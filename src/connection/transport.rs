//! The boundary between the connection manager and a broker client.
//!
//! A [`Connector`] builds a [`Transport`] and arranges for its events to
//! reach the dashboard event queue tagged with the generation it was
//! opened with. All operations are best-effort, at-most-once.

use std::fmt;
use std::time::Duration;

use super::event::Generation;
use crate::error::ConnectionError;

/// Fixed client id, so the broker keeps one persistent session.
pub const DEFAULT_CLIENT_ID: &str = "auralink_dashboard_single";

/// Broker username and password.
#[derive(Clone, PartialEq, Eq)]
pub struct Credentials {
    pub username: String,
    pub password: String,
}

impl fmt::Debug for Credentials {
    fn fmt(&self, f: &mut fmt::Formatter<'_>) -> fmt::Result {
        f.debug_struct("Credentials")
            .field("username", &self.username)
            .field("password", &"***")
            .finish()
    }
}

/// Message the broker publishes for us if we vanish uncleanly.
#[derive(Debug, Clone, PartialEq, Eq)]
pub struct LastWill {
    pub topic: String,
    pub payload: String,
    pub retain: bool,
}

/// Connection parameters handed to a [`Connector`].
#[derive(Debug, Clone)]
pub struct TransportOptions {
    /// `mqtt://`, `mqtts://`, `ws://` or `wss://` URL.
    pub broker_url: String,
    pub client_id: String,
    pub credentials: Option<Credentials>,
    pub keep_alive: Duration,
    pub connect_timeout: Duration,
    /// Fixed delay between the transport's own reconnect attempts.
    pub reconnect_period: Duration,
    /// Always false: the broker keeps our session between connections.
    pub clean_session: bool,
    pub last_will: LastWill,
}

impl TransportOptions {
    /// Options with the dashboard's standard timings and last will.
    pub fn new(broker_url: impl Into<String>, presence_topic: impl Into<String>) -> Self {
        Self {
            broker_url: broker_url.into(),
            client_id: DEFAULT_CLIENT_ID.to_string(),
            credentials: None,
            keep_alive: Duration::from_secs(30),
            connect_timeout: Duration::from_secs(10),
            reconnect_period: Duration::from_secs(10),
            clean_session: false,
            last_will: LastWill {
                topic: presence_topic.into(),
                payload: "offline".to_string(),
                retain: true,
            },
        }
    }
}

/// A live broker client.
pub trait Transport: Send {
    /// Publish a payload at the lowest delivery assurance level.
    fn publish(&mut self, topic: &str, payload: &str, retain: bool) -> Result<(), ConnectionError>;

    /// Request a subscription. The outcome arrives later as a
    /// [`TransportEvent::SubscribeAck`](super::TransportEvent::SubscribeAck).
    fn subscribe(&mut self, topic: &str) -> Result<(), ConnectionError>;

    /// Ask the client to disconnect after flushing queued publishes.
    fn disconnect(&mut self) -> Result<(), ConnectionError>;
}

/// Builds transports.
pub trait Connector: Send {
    /// Construct a transport and start it connecting.
    ///
    /// Errors here mean nothing reached the network.
    fn open(
        &mut self,
        options: &TransportOptions,
        generation: Generation,
    ) -> Result<Box<dyn Transport>, ConnectionError>;
}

-*-*-

INSTRUCTIONS FOR THE TASK
Nothing should appear in the answer except the lines above from the line with "Connection parameters handed" through the line with "delivery assurance level.", both included, written out exactly.

RESULT OF THE TASK
/// Connection parameters handed to a [`Connector`].
#[derive(Debug, Clone)]
pub struct TransportOptions {
    /// `mqtt://`, `mqtts://`, `ws://` or `wss://` URL.
    pub broker_url: String,
    pub client_id: String,
    pub credentials: Option<Credentials>,
    pub keep_alive: Duration,
    pub connect_timeout: Duration,
    /// Fixed delay between the transport's own reconnect attempts.
    pub reconnect_period: Duration,
    /// Always false: the broker keeps our session between connections.
    pub clean_session: bool,
    pub last_will: LastWill,
}

impl TransportOptions {
    /// Options with the dashboard's standard timings and last will.
    pub fn new(broker_url: impl Into<String>, presence_topic: impl Into<String>) -> Self {
        Self {
            broker_url: broker_url.into(),
            client_id: DEFAULT_CLIENT_ID.to_string(),
            credentials: None,
            keep_alive: Duration::from_secs(30),
            connect_timeout: Duration::from_secs(10),
            reconnect_period: Duration::from_secs(10),
            clean_session: false,
            last_will: LastWill {
                topic: presence_topic.into(),
                payload: "offline".to_string(),
                retain: true,
            },
        }
    }
}

/// A live broker client.
pub trait Transport: Send {
    /// Publish a payload at the lowest delivery assurance level.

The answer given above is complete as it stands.